═════ Source records

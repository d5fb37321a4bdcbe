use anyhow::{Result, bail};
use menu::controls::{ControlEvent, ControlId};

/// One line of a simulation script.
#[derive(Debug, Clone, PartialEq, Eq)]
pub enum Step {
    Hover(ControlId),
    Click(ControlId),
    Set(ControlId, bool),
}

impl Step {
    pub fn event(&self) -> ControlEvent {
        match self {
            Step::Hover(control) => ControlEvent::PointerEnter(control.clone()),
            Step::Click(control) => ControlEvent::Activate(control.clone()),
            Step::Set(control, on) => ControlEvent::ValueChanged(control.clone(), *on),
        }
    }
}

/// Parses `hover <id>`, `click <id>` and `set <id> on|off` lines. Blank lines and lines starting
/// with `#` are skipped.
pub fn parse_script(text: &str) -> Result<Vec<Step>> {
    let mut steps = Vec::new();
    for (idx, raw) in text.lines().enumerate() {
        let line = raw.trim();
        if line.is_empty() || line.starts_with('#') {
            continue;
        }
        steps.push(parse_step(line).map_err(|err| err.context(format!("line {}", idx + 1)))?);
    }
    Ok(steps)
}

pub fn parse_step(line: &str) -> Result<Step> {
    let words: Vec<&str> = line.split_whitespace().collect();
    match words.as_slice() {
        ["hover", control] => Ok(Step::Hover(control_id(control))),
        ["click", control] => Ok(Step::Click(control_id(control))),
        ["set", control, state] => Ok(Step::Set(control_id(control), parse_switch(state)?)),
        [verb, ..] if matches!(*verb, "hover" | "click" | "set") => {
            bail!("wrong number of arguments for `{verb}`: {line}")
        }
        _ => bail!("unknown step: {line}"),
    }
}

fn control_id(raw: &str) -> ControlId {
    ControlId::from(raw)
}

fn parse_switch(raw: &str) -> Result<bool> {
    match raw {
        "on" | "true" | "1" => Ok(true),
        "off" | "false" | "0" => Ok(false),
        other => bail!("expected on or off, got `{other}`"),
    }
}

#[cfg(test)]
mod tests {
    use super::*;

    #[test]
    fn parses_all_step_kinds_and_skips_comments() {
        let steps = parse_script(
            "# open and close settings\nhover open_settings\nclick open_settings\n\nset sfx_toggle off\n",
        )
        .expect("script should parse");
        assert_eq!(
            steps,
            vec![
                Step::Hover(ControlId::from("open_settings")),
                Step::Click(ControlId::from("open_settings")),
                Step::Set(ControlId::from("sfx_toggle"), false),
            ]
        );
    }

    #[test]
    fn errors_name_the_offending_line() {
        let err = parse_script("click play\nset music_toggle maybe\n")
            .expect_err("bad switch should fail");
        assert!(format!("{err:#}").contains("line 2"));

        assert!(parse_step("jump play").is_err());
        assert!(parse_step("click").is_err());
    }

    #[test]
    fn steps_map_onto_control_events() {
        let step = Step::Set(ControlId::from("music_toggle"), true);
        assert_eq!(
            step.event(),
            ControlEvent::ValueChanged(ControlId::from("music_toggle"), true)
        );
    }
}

══════════
═════ Source records

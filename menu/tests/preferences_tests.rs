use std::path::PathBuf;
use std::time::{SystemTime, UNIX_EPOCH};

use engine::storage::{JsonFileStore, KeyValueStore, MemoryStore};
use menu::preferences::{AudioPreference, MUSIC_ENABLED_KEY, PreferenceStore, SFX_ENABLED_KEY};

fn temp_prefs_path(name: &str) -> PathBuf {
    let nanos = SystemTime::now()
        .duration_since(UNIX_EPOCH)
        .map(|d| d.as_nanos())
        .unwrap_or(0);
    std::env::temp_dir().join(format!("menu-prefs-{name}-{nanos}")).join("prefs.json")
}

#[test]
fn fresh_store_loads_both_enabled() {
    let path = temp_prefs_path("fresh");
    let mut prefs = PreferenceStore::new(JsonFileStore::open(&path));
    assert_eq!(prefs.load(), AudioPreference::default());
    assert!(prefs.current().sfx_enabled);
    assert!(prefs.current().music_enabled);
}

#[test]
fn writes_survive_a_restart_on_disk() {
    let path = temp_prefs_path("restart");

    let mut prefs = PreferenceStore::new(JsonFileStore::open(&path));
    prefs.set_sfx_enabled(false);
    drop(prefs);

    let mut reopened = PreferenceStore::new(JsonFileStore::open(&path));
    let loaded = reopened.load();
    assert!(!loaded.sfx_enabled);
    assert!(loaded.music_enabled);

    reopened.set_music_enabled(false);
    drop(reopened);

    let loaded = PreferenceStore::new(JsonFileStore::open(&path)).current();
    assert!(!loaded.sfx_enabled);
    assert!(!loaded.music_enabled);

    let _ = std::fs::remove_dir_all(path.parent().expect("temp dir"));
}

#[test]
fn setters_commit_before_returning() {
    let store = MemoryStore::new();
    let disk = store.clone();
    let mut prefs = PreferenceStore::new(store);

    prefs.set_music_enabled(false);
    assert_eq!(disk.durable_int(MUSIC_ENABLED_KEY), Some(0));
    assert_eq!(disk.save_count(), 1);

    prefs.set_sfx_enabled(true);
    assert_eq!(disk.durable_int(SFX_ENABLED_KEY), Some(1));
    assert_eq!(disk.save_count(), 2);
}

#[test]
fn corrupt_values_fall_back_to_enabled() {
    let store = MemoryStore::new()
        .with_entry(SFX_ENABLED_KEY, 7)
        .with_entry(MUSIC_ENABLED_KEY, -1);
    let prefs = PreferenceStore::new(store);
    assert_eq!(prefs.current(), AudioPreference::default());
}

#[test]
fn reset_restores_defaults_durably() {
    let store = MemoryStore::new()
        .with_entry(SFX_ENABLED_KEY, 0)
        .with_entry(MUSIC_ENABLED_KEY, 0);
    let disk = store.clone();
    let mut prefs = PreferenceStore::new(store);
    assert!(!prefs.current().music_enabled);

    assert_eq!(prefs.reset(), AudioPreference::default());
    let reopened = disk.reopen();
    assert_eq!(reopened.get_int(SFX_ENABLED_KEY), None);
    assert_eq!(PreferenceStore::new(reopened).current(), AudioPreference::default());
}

══════════

▸ **What you will do**
Above are the records; from them, give again exactly the lines from the one containing "repository d5fb37321a4bdcbe" to the one containing "[verb, ..] if", both lines included, and nothing more.

▸ **Response to this exercise**
repository d5fb37321a4bdcbe
use anyhow::{Result, bail};
use menu::controls::{ControlEvent, ControlId};

/// One line of a simulation script.
#[derive(Debug, Clone, PartialEq, Eq)]
pub enum Step {
    Hover(ControlId),
    Click(ControlId),
    Set(ControlId, bool),
}

impl Step {
    pub fn event(&self) -> ControlEvent {
        match self {
            Step::Hover(control) => ControlEvent::PointerEnter(control.clone()),
            Step::Click(control) => ControlEvent::Activate(control.clone()),
            Step::Set(control, on) => ControlEvent::ValueChanged(control.clone(), *on),
        }
    }
}

/// Parses `hover <id>`, `click <id>` and `set <id> on|off` lines. Blank lines and lines starting
/// with `#` are skipped.
pub fn parse_script(text: &str) -> Result<Vec<Step>> {
    let mut steps = Vec::new();
    for (idx, raw) in text.lines().enumerate() {
        let line = raw.trim();
        if line.is_empty() || line.starts_with('#') {
            continue;
        }
        steps.push(parse_step(line).map_err(|err| err.context(format!("line {}", idx + 1)))?);
    }
    Ok(steps)
}

pub fn parse_step(line: &str) -> Result<Step> {
    let words: Vec<&str> = line.split_whitespace().collect();
    match words.as_slice() {
        ["hover", control] => Ok(Step::Hover(control_id(control))),
        ["click", control] => Ok(Step::Click(control_id(control))),
        ["set", control, state] => Ok(Step::Set(control_id(control), parse_switch(state)?)),
        [verb, ..] if matches!(*verb, "hover" | "click" | "set") => {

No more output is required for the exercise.